USA, Rhode Island, la capitale Providence.
C’è un giudice, lì.
Si chiama Frank Caprio, e sovente induce al pianto.
I presenti, e chi guarda traverso monitor.
Perchè è estremamente compassionevole, Frank, così sa declinare il suo ruolo.
La fotografia a corredo di questo brano, ora.
Tra i nove volti distinguibili, sette guardano a destra.
E anche i corpi dei due rimanenti sono vigorosamente rivolti in quella direzione.
Sono rivolti alla latina pietas, alla greca ευσεβεια di Frank.
Sì, qui ci vuole il termine latino e quello greco.
Perchè Frank è compassionevole in senso vasto, arioso, variegato.
Così ognuno è commosso, tutti si protendono verso il suo essere ed il suo agire.
All’improvviso, però, vi è una cesura.
Sono io – con lo sguardo – ad operare quella cesura.
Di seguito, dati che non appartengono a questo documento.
//! Synchronous client for llama.cpp's `llama-server` HTTP API.
//!
//! # Overview
//! Turns one flat bag of typed generation parameters plus an endpoint
//! selector into the endpoint-specific JSON request, performs a single
//! blocking POST, and normalizes every outcome (success, transport failure,
//! malformed response, panic) into one four-field `ResponseOutcome`. Built
//! to sit inside a node-graph host as a single pipeline step.
//!
//! # Design
//! - `LlamaClient` is stateless; it holds only the normalized base URL.
//! - Request building is pure: `build_request` and the `build_*` methods
//!   never touch the network, so hosts can inspect requests or execute
//!   them through their own stack.
//! - The transport runs one bounded blocking exchange per call; outcomes
//!   are always data, never panics or `Err`s.
//! - JSON-bearing string parameters decode with silent-skip semantics; the
//!   server stays the authority on validity.
//! - Types use owned `String` / `Vec` fields to simplify the FFI mapping.

pub mod client;
pub mod endpoint;
pub mod error;
pub mod http;
pub mod params;
pub mod transport;

pub use client::LlamaClient;
pub use endpoint::EndpointKind;
pub use error::ClientError;
pub use http::{JsonMap, JsonRequest, ResponseOutcome};
pub use params::{clean_payload, ParamBag, ParamValue};
pub use transport::{post_json, DEFAULT_TIMEOUT_SECS};
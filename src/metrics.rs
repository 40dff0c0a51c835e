//! Derived metric calculation
//!
//! Maps the raw emotion vector (plus the attention score, for confidence) to
//! engagement, confidence, and stress through fixed linear combinations.
//! These formulas only run on frames with a detected face; frames without one
//! carry the "unknown" scores instead.

use crate::types::{clamp_trunc, DerivedScores, RawEmotionScores};

/// Weight policy for the derived-metric formulas.
///
/// Policy values, not derived constants. The defaults match the published
/// scoring behavior.
#[derive(Debug, Clone, Copy, PartialEq)]
pub struct MetricWeights {
    /// Scale applied to neutral before it joins the negative engagement term.
    pub engagement_neutral_damping: f64,
    /// Scale applied to the whole negative engagement term.
    pub engagement_negative_scale: f64,
    pub confidence_happy_weight: f64,
    pub confidence_attention_weight: f64,
    pub confidence_negative_scale: f64,
    pub stress_fear_weight: f64,
    pub stress_anger_weight: f64,
    pub stress_disgust_weight: f64,
}

impl Default for MetricWeights {
    fn default() -> Self {
        Self {
            engagement_neutral_damping: 0.5,
            engagement_negative_scale: 0.5,
            confidence_happy_weight: 0.6,
            confidence_attention_weight: 0.4,
            confidence_negative_scale: 0.5,
            stress_fear_weight: 0.5,
            stress_anger_weight: 0.3,
            stress_disgust_weight: 0.2,
        }
    }
}

/// Calculator for the emotion-derived scores.
pub struct MetricsCalculator;

impl MetricsCalculator {
    /// Compute all three derived scores for a frame with a detected face.
    pub fn derive(
        emotions: &RawEmotionScores,
        attention_score: u8,
        weights: &MetricWeights,
    ) -> DerivedScores {
        DerivedScores {
            engagement: compute_engagement(emotions, weights),
            confidence: compute_confidence(emotions, attention_score, weights),
            stress: compute_stress(emotions, weights),
        }
    }
}

/// Engagement: positive affect (happy, surprised) minus damped sad/neutral.
fn compute_engagement(emotions: &RawEmotionScores, weights: &MetricWeights) -> u8 {
    let positive = emotions.happy + emotions.surprised;
    let negative = emotions.sad + emotions.neutral * weights.engagement_neutral_damping;
    clamp_trunc(positive - negative * weights.engagement_negative_scale)
}

/// Confidence: happy and attention against fearful/sad.
fn compute_confidence(
    emotions: &RawEmotionScores,
    attention_score: u8,
    weights: &MetricWeights,
) -> u8 {
    let positive = emotions.happy * weights.confidence_happy_weight
        + f64::from(attention_score) * weights.confidence_attention_weight;
    let negative = (emotions.fearful + emotions.sad) * weights.confidence_negative_scale;
    clamp_trunc(positive - negative)
}

/// Stress: weighted fear, anger, and disgust.
fn compute_stress(emotions: &RawEmotionScores, weights: &MetricWeights) -> u8 {
    clamp_trunc(
        emotions.fearful * weights.stress_fear_weight
            + emotions.angry * weights.stress_anger_weight
            + emotions.disgusted * weights.stress_disgust_weight,
    )
}
//! Error types for emoscan

use thiserror::Error;

/// Errors that can occur during analysis.
///
/// Only [`Classification`](AnalysisError::Classification) and
/// [`Landmarks`](AnalysisError::Landmarks) are recoverable: the pipeline
/// skips the offending frame and continues. Everything else aborts the run.
#[derive(Debug, Error)]
pub enum AnalysisError {
    #[error("Cannot open video source: {0}")]
    SourceOpen(String),

    #[error("Failed to read from video source: {0}")]
    SourceRead(String),

    #[error("Emotion classification failed: {0}")]
    Classification(String),

    #[error("Landmark estimation failed: {0}")]
    Landmarks(String),

    #[error("Invalid capture recording: {0}")]
    InvalidRecording(String),

    #[error("Invalid JSON: {0}")]
    Json(#[from] serde_json::Error),

    #[error("Encoding error: {0}")]
    Encoding(String),
}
Perchè non mi volgo a destra, io.
Permango nell’angolo in basso a sinistra.
Cosa c’è, lì?
Cè una bocca che è più di una bocca.
Sublime l’accordo del taglio orizzontale delle labbra inferiori con l’arcuato di quelle superiori.
E’ una sindrome di Stendhal con pulsionale erotico retrogusto.
Una stornante diseticità, ed insomma.
Ci si dovrebbe concentrare sull’elevatezza della situazione, ed io mi perdo in aliena alterità.
Ma è uno squarcio sull’Infinito, questo.
E’ la Fotografia ad essere uno squarcio sull’Infinito.
Ogni cosa ribolle, ogni cosa fatica essere contenuta.
La Fotografia, lo fa.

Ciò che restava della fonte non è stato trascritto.